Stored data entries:
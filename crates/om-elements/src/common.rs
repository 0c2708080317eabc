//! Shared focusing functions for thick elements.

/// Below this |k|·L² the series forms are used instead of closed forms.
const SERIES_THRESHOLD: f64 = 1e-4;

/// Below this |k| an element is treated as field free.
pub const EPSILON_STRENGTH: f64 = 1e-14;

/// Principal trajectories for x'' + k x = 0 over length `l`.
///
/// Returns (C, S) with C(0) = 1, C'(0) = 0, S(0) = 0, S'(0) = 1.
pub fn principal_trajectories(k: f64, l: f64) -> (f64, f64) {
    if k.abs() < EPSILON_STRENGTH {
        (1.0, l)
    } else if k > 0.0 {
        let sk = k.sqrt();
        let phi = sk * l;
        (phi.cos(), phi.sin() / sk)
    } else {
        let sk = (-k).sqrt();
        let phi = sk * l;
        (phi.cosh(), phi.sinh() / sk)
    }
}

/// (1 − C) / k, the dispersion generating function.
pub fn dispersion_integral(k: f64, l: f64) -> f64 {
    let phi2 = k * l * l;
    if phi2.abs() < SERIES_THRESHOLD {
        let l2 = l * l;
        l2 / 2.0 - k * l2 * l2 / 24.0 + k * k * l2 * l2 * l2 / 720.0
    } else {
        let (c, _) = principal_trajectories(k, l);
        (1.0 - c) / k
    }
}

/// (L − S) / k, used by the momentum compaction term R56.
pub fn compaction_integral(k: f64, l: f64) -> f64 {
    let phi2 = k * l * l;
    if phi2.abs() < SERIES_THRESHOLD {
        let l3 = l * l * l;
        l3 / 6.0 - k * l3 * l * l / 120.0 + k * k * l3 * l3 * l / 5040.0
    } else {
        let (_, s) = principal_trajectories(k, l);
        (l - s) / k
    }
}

--

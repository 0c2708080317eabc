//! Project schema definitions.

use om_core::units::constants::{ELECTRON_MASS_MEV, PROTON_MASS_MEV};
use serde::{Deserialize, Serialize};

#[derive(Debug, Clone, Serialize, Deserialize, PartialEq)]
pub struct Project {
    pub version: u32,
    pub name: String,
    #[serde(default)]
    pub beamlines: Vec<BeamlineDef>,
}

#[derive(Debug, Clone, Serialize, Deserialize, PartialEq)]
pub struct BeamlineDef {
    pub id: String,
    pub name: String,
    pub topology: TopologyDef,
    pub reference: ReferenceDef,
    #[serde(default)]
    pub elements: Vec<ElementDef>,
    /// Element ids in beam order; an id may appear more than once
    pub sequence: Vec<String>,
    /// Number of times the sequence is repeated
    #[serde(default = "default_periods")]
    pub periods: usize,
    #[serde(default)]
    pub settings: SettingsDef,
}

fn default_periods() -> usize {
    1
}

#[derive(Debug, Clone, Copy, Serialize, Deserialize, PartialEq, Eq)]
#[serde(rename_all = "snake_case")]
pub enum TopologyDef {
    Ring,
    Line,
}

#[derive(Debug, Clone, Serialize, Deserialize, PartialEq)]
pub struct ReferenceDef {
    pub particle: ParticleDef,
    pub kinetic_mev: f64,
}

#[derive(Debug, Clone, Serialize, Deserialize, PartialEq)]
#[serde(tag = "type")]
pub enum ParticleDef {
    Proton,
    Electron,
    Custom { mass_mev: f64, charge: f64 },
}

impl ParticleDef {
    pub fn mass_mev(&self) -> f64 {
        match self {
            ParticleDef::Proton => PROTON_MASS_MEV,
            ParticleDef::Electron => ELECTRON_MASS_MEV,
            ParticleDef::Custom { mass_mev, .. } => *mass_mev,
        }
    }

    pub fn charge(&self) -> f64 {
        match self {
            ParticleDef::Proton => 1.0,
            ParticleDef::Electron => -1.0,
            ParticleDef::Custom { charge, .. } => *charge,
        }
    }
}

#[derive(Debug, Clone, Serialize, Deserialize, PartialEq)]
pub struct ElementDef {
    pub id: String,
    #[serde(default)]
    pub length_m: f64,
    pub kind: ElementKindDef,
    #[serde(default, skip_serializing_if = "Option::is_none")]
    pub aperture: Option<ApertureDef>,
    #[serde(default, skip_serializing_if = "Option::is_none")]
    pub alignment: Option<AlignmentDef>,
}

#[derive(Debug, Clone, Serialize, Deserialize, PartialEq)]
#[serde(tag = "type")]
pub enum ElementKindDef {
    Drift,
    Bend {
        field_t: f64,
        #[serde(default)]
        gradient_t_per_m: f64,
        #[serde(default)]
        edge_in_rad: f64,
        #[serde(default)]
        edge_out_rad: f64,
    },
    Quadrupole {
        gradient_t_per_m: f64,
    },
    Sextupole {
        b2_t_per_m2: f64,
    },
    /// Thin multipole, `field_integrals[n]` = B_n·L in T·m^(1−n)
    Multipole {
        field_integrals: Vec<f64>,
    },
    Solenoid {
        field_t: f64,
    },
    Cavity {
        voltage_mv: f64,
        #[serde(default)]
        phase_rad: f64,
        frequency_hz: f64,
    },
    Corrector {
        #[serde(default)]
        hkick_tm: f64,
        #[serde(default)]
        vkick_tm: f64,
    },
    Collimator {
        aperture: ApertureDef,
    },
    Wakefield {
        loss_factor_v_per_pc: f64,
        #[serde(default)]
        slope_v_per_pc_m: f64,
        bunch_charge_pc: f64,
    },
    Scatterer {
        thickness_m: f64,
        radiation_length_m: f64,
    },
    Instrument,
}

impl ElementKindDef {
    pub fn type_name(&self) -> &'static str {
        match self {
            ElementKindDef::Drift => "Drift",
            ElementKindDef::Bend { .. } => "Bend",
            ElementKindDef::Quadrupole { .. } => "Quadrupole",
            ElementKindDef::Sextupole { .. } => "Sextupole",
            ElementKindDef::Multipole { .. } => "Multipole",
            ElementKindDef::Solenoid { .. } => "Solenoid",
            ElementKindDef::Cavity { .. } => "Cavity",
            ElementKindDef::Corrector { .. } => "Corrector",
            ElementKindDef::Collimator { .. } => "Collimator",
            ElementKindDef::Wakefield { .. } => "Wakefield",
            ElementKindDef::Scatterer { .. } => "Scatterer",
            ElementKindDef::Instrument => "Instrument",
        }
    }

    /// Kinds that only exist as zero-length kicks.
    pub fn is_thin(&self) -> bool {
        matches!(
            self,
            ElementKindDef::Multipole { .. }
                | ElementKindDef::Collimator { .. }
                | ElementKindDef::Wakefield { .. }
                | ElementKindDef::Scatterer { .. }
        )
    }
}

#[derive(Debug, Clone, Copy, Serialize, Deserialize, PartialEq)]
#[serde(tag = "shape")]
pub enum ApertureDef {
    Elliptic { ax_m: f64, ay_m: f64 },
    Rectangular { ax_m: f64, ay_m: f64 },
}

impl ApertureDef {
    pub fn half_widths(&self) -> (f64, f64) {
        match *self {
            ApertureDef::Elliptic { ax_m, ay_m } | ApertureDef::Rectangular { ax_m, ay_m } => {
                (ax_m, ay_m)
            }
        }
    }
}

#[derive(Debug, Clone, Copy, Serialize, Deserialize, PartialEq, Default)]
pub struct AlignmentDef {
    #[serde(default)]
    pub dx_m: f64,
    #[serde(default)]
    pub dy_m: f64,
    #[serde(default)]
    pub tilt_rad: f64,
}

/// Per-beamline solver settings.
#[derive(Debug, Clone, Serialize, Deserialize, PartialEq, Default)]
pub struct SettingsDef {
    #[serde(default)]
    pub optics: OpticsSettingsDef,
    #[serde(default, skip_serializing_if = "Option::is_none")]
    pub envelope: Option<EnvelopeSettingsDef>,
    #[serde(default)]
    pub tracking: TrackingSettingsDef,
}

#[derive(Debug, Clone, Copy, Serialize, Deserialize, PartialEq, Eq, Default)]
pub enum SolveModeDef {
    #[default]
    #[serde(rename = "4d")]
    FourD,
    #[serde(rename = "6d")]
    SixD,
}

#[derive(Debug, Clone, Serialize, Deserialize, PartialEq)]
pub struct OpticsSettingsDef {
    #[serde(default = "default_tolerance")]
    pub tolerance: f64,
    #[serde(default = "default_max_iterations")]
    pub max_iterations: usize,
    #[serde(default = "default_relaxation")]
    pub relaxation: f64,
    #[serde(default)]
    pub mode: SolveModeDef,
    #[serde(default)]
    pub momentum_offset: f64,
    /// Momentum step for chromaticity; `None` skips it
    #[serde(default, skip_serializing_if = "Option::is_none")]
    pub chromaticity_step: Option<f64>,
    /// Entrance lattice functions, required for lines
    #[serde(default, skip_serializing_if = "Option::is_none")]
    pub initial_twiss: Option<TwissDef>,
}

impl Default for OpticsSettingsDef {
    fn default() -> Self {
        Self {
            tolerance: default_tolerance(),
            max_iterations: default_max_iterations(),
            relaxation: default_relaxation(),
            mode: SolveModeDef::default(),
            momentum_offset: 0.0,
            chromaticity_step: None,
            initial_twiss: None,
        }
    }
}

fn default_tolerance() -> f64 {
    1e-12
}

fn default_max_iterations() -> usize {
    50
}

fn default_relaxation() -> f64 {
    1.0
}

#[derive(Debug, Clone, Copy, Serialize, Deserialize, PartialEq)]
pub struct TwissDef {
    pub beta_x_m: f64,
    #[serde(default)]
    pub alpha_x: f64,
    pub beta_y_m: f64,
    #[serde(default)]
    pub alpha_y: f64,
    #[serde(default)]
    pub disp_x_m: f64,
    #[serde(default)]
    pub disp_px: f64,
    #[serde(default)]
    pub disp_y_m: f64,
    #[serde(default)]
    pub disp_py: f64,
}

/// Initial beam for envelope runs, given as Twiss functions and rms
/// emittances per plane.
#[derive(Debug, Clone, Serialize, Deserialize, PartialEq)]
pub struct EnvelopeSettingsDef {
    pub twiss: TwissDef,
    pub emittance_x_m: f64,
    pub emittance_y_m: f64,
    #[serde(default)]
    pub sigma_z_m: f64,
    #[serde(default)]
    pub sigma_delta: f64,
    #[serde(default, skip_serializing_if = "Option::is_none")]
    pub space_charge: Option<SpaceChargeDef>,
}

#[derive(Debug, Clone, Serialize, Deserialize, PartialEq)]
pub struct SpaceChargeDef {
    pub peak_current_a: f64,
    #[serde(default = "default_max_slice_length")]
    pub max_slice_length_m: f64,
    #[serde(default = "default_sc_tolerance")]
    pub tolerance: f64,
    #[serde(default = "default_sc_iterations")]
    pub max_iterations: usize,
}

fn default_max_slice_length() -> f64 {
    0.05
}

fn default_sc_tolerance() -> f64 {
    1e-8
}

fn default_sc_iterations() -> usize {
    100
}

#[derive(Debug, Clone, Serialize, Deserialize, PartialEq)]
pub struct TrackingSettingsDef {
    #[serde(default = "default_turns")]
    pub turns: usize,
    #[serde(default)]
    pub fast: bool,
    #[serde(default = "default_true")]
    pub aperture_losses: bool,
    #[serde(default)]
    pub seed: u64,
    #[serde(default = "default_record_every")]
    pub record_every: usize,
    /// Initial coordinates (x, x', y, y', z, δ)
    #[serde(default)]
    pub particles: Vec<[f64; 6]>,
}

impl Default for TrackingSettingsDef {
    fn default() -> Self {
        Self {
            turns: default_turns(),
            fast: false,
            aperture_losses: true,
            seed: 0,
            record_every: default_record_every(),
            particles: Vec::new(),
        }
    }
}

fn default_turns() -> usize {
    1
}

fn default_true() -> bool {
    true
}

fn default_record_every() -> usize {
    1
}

GOAL OF THE EXERCISE | Report each line of the data that includes the string "ReferenceDef".

ANSWER TO THIS TASK |
    pub reference: ReferenceDef,
pub struct ReferenceDef {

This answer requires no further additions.